## How to complete this task
Check every line of the entries below for the word "start", and copy the ones that have it.

****************************************

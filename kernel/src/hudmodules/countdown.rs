use alloc::boxed::Box;
use clock::datetime::DateTime;
use clock::format::remaining_time_parts;
use clock::region::{bind_region, Region};
use heapless::String as HString;

use crate::console::HudAlign;
use crate::hud::{register, HudModule};

/// Time left until local midnight, hh:mm:ss.
pub struct Countdown {
    region: Region,
}

impl Countdown {
    fn new() -> Self {
        let mut region = Region::new();
        region.ensure_shape(3);
        Self { region }
    }
}

impl HudModule for Countdown {
    fn name(&self) -> &'static str {
        "countdown"
    }

    fn alignment(&self) -> HudAlign {
        HudAlign::Right
    }

    fn update(&mut self, now: &DateTime) {
        let parts = remaining_time_parts(now);
        bind_region(Some(&mut self.region), 3).apply(&[
            parts[0].as_str(),
            parts[1].as_str(),
            parts[2].as_str(),
        ]);
    }

    fn render(&self) -> HString<64> {
        let mut out = HString::new();
        self.region.render_into(&mut out);
        out
    }
}

pub fn init() {
    register(Box::new(Countdown::new()));
}
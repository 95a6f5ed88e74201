//! The three formatter operations behind the HUD regions. Pure functions of
//! a single instant; the driver computes all three from one read so the
//! regions never disagree.

use core::fmt::Write;

use crate::datetime::{DateTime, MS_PER_DAY, MS_PER_SECOND};
use crate::locale::Locale;

/// One formatted cell value. 24 bytes covers every bundled month/weekday
/// name after upper-casing.
pub type Part = heapless::String<24>;

pub fn pad2(value: u64) -> Part {
    let mut out = Part::new();
    let _ = write!(out, "{:02}", value);
    out
}

fn pad4(value: u64) -> Part {
    let mut out = Part::new();
    let _ = write!(out, "{:04}", value);
    out
}

fn upper(s: &str) -> Part {
    let mut out = Part::new();
    for ch in s.chars() {
        for up in ch.to_uppercase() {
            let _ = out.push(up);
        }
    }
    out
}

/// Time left until local midnight as (hh, mm, ss). The remainder is clamped
/// at zero and rounded up to whole seconds, so the countdown never shows a
/// stale zero before the boundary. At 00:00:00.000 exactly this yields
/// ("24","00","00") until the next draw; that edge is intentional.
pub fn remaining_time_parts(now: &DateTime) -> [Part; 3] {
    let elapsed_ms = now.elapsed_ms_today();
    let remaining_ms = MS_PER_DAY.saturating_sub(elapsed_ms);
    let remaining_secs = remaining_ms.div_ceil(MS_PER_SECOND);

    [
        pad2(remaining_secs / 3600),
        pad2((remaining_secs % 3600) / 60),
        pad2(remaining_secs % 60),
    ]
}

/// Upper-cased full month and weekday names, (MONTH, WEEKDAY).
pub fn day_month_parts(now: &DateTime, locale: &dyn Locale) -> [Part; 2] {
    [
        upper(locale.month_name(now.month)),
        upper(locale.weekday_name(now.weekday())),
    ]
}

/// (YYYY, MM, DD).
pub fn date_parts(now: &DateTime) -> [Part; 3] {
    [pad4(now.year), pad2(now.month), pad2(now.day)]
}

#[cfg(test)]
mod tests {
    use super::*;
    use crate::datetime::ymd_hms_to_secs;
    use crate::locale::{DE_DE, EN_US, FR_FR};

    fn at(y: u64, m: u64, d: u64, h: u64, min: u64, s: u64, ms: u64) -> DateTime {
        DateTime::from_epoch_secs_millis(ymd_hms_to_secs(y, m, d, h, min, s), ms)
    }

    #[test]
    fn countdown_rounds_up_at_the_boundary() {
        let now = at(2024, 3, 7, 23, 59, 59, 500);
        let parts = remaining_time_parts(&now);
        assert_eq!([parts[0].as_str(), parts[1].as_str(), parts[2].as_str()], ["00", "00", "01"]);
    }

    #[test]
    fn countdown_at_exact_midnight_shows_24() {
        let now = at(2024, 3, 7, 0, 0, 0, 0);
        let parts = remaining_time_parts(&now);
        assert_eq!([parts[0].as_str(), parts[1].as_str(), parts[2].as_str()], ["24", "00", "00"]);
    }

    #[test]
    fn countdown_mid_day() {
        // 18:15:30.000 -> 5h 44m 30s remain.
        let now = at(2024, 3, 7, 18, 15, 30, 0);
        let parts = remaining_time_parts(&now);
        assert_eq!([parts[0].as_str(), parts[1].as_str(), parts[2].as_str()], ["05", "44", "30"]);
    }

    #[test]
    fn countdown_sub_second_past_a_whole_second() {
        // 1 ms past 12:00:00 still rounds up to the same second count shown
        // at 12:00:00 minus one: 11:59:60 -> 12:00:00 ceil.
        let now = at(2024, 3, 7, 12, 0, 0, 1);
        let parts = remaining_time_parts(&now);
        assert_eq!([parts[0].as_str(), parts[1].as_str(), parts[2].as_str()], ["12", "00", "00"]);
    }

    #[test]
    fn date_parts_pad() {
        let now = at(2024, 3, 7, 10, 30, 0, 0);
        let parts = date_parts(&now);
        assert_eq!([parts[0].as_str(), parts[1].as_str(), parts[2].as_str()], ["2024", "03", "07"]);
    }

    #[test]
    fn day_month_upper_cases_en() {
        let now = at(2024, 3, 7, 10, 30, 0, 0);
        let parts = day_month_parts(&now, &EN_US);
        assert_eq!([parts[0].as_str(), parts[1].as_str()], ["MARCH", "THURSDAY"]);
    }

    #[test]
    fn day_month_upper_cases_non_ascii() {
        let now = at(2024, 3, 7, 10, 30, 0, 0);
        let parts = day_month_parts(&now, &DE_DE);
        assert_eq!([parts[0].as_str(), parts[1].as_str()], ["MÄRZ", "DONNERSTAG"]);

        let now = at(2024, 8, 4, 10, 30, 0, 0);
        let parts = day_month_parts(&now, &FR_FR);
        assert_eq!([parts[0].as_str(), parts[1].as_str()], ["AOÛT", "DIMANCHE"]);
    }
}
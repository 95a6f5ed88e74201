#![allow(dead_code)]

use x86_64::instructions::hlt;

use crate::timer;

/// Block for whole seconds, sleeping between ticks.
pub fn bsec(seconds: u64) {
    bms(seconds * 1000);
}

/// Block for `ms` milliseconds, sleeping between ticks.
pub fn bms(ms: u64) {
    let start = timer::ticks();
    let ticks = (ms * timer::frequency()) / 1000;
    while timer::ticks() - start < ticks {
        hlt();
    }
}
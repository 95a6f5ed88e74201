//! Pure clock core: calendar math, HUD part formatting, locale tables,
//! region binding and redraw scheduling. Everything here is no_std and
//! hardware-free so the kernel stays a thin shell around it.

#![cfg_attr(not(test), no_std)]

pub mod datetime;
pub mod format;
pub mod locale;
pub mod region;
pub mod schedule;
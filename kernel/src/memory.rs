use core::mem::MaybeUninit;
use core::ptr::addr_of_mut;

use bootloader_api::info::{BootInfo, MemoryRegionKind};
use linked_list_allocator::LockedHeap;

#[global_allocator]
static ALLOCATOR: LockedHeap = LockedHeap::empty();

pub const HEAP_SIZE: usize = 256 * 1024;
static mut HEAP: MaybeUninit<[u8; HEAP_SIZE]> = MaybeUninit::uninit();

#[derive(Copy, Clone, Default)]
pub struct HeapStats {
    pub used: usize,
    pub free: usize,
    pub total: usize,
}

#[derive(Copy, Clone, Default)]
pub struct SystemStats {
    pub reserved: usize,
    pub free: usize,
    pub total: usize,
}

static mut TOTAL_RAM: usize = 0;

pub fn init_memory(boot_info: &BootInfo) {
    let total: usize = boot_info
        .memory_regions
        .iter()
        .filter(|r| r.kind == MemoryRegionKind::Usable)
        .map(|r| (r.end - r.start) as usize)
        .sum();
    unsafe {
        TOTAL_RAM = total;
        let heap_ptr = addr_of_mut!(HEAP) as *mut u8;
        ALLOCATOR.lock().init(heap_ptr, HEAP_SIZE);
    }
}

pub fn heap_stats() -> HeapStats {
    let allocator = ALLOCATOR.lock();
    let used = allocator.used();
    let free = allocator.free();
    HeapStats { used, free, total: used + free }
}

pub fn system_stats() -> SystemStats {
    let total = unsafe { TOTAL_RAM };
    let reserved = HEAP_SIZE;
    SystemStats { reserved, free: total.saturating_sub(reserved), total }
}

****************************************

## Exercise response
    let start = timer::ticks();
    while timer::ticks() - start < ticks {
        .map(|r| (r.end - r.start) as usize)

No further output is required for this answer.